Following a high-profile campaign by the Financial Services Authority (FSA)– an independent regulator of UK finance – to clean up the industry, hedge fund managers are becoming increasingly anxious that even the smallest mistakes and irregularities could cause hefty fines to be issued and legal complaints filed against them.
Although hedge fund manager’s professional indemnity policies had to cope with minor financial setbacks, reputational damage and disruption to business due to FSA interference in the past, the current climate is much more hazardous for those in the industry.
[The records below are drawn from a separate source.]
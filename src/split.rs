//! Splitting a raw line into fields.

/// One row: the fields of a single line, in order.
pub type Row = Vec<String>;

/// Split `line` on every non-overlapping occurrence of `separator`.
///
/// The separator is a literal substring; there is no quoting or escaping.
/// The result is never empty: a line without the separator, including the
/// empty line, yields a single field holding the whole line. An empty
/// separator splits the line into its individual characters.
pub fn split_fields(line: &str, separator: &str) -> Row {
    if separator.is_empty() {
        if line.is_empty() {
            return vec![String::new()];
        }
        return line.chars().map(String::from).collect();
    }
    line.split(separator).map(str::to_owned).collect()
}
//! Tests for ReaderConfig and ReaderOptions.

use std::path::PathBuf;

use crate::config::{ConfigError, ReaderConfig, ReaderOptions};
use crate::tests::support::data_file;

#[test]
fn defaults() {
    let options = ReaderOptions::default();
    assert_eq!(options.buffer_capacity, 8 * 1024);
    assert_eq!(options.max_line_len, Some(64 * 1024));

    let config = ReaderConfig::new("data.csv");
    assert_eq!(config.path, PathBuf::from("data.csv"));
    assert_eq!(config.separator, ",");
    assert_eq!(config.options, options);
}

#[test]
fn builder_methods() {
    let config = ReaderConfig::new("data.csv")
        .with_separator(";")
        .with_buffer_capacity(16)
        .with_max_line_len(None);

    assert_eq!(config.separator, ";");
    assert_eq!(config.options.buffer_capacity, 16);
    assert_eq!(config.options.max_line_len, None);
}

#[test]
fn open_reads_configured_file() {
    let (_dir, path) = data_file("1;2\n");
    let config = ReaderConfig::new(&path).with_separator(";");

    let reader = config.open().expect("open");
    assert_eq!(reader.get_line(&config.separator).unwrap(), vec!["1", "2"]);
}

#[test]
fn unknown_extension_is_unsupported() {
    let dir = tempfile::tempdir().unwrap();
    let path = dir.path().join("reader.ini");
    std::fs::write(&path, "path = x").unwrap();

    let err = ReaderConfig::from_path(&path).unwrap_err();
    assert!(matches!(err, ConfigError::UnsupportedFormat(_)));
}

#[test]
fn missing_config_file_is_io_error() {
    let dir = tempfile::tempdir().unwrap();

    let err = ReaderConfig::from_path(&dir.path().join("nope.json")).unwrap_err();
    assert!(matches!(err, ConfigError::Io { .. }));
}

#[cfg(feature = "json")]
#[test]
fn parse_json_with_defaults() {
    let cfg = ReaderConfig::from_json_str(r#"{"path": "users.csv"}"#).unwrap();

    assert_eq!(cfg.path, PathBuf::from("users.csv"));
    assert_eq!(cfg.separator, ",");
    assert_eq!(cfg.options, ReaderOptions::default());
}

#[cfg(feature = "json")]
#[test]
fn parse_json_options() {
    let json = r#"{
        "path": "users.csv",
        "separator": "\t",
        "options": { "buffer_capacity": 128, "max_line_len": null }
    }"#;
    let cfg = ReaderConfig::from_json_str(json).unwrap();

    assert_eq!(cfg.separator, "\t");
    assert_eq!(cfg.options.buffer_capacity, 128);
    assert_eq!(cfg.options.max_line_len, None);
}

#[cfg(feature = "json")]
#[test]
fn parse_json_missing_path_fails() {
    let err = ReaderConfig::from_json_str(r#"{"separator": ";"}"#).unwrap_err();
    assert!(matches!(err, ConfigError::Parse(_)));
}

#[cfg(feature = "json")]
#[test]
fn from_path_picks_json_loader() {
    let dir = tempfile::tempdir().unwrap();
    let path = dir.path().join("reader.json");
    std::fs::write(&path, r#"{"path": "a.csv", "separator": "|"}"#).unwrap();

    let cfg = ReaderConfig::from_path(&path).unwrap();
    assert_eq!(cfg.separator, "|");
}

#[cfg(feature = "yaml")]
#[test]
fn parse_yaml() {
    let yaml = r#"
path: users.csv
separator: ";"
options:
  max_line_len: 1024
"#;
    let cfg = ReaderConfig::from_yaml_str(yaml).unwrap();

    assert_eq!(cfg.separator, ";");
    assert_eq!(cfg.options.max_line_len, Some(1024));
    assert_eq!(cfg.options.buffer_capacity, 8 * 1024);
}

#[cfg(feature = "toml")]
#[test]
fn parse_toml() {
    let toml = r#"
path = "users.csv"

[options]
buffer_capacity = 64
"#;
    let cfg = ReaderConfig::from_toml_str(toml).unwrap();

    assert_eq!(cfg.separator, ",");
    assert_eq!(cfg.options.buffer_capacity, 64);
}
In March of this year, one of the UK’s wealthiest hedge fund managers, Louis Bacon, was raided in an operation by the Serious Organised Crime Agency (SOCA), resulting in seven high-profile arrests in total. The crime is insider dealing, which both SOCA and the FSA claim is an extremely serious issue.
Even if not engaged in criminal activities, many top-level hedge fund managers are now worried that even minor breaches may be dealt with more severely, resulting in huge fines for the companies involved. Industry experts claim FSA and SOCA attention is being focused on the accidental release of information, surveillance techniques, and transaction reporting.
As regulatory authorities are advising financial companies to see the high-profile legal cases against Goldman Sachs and hedge fund managers Galleon Group as a warning, there has never been a more crucial time to take out professional indemnity insurance.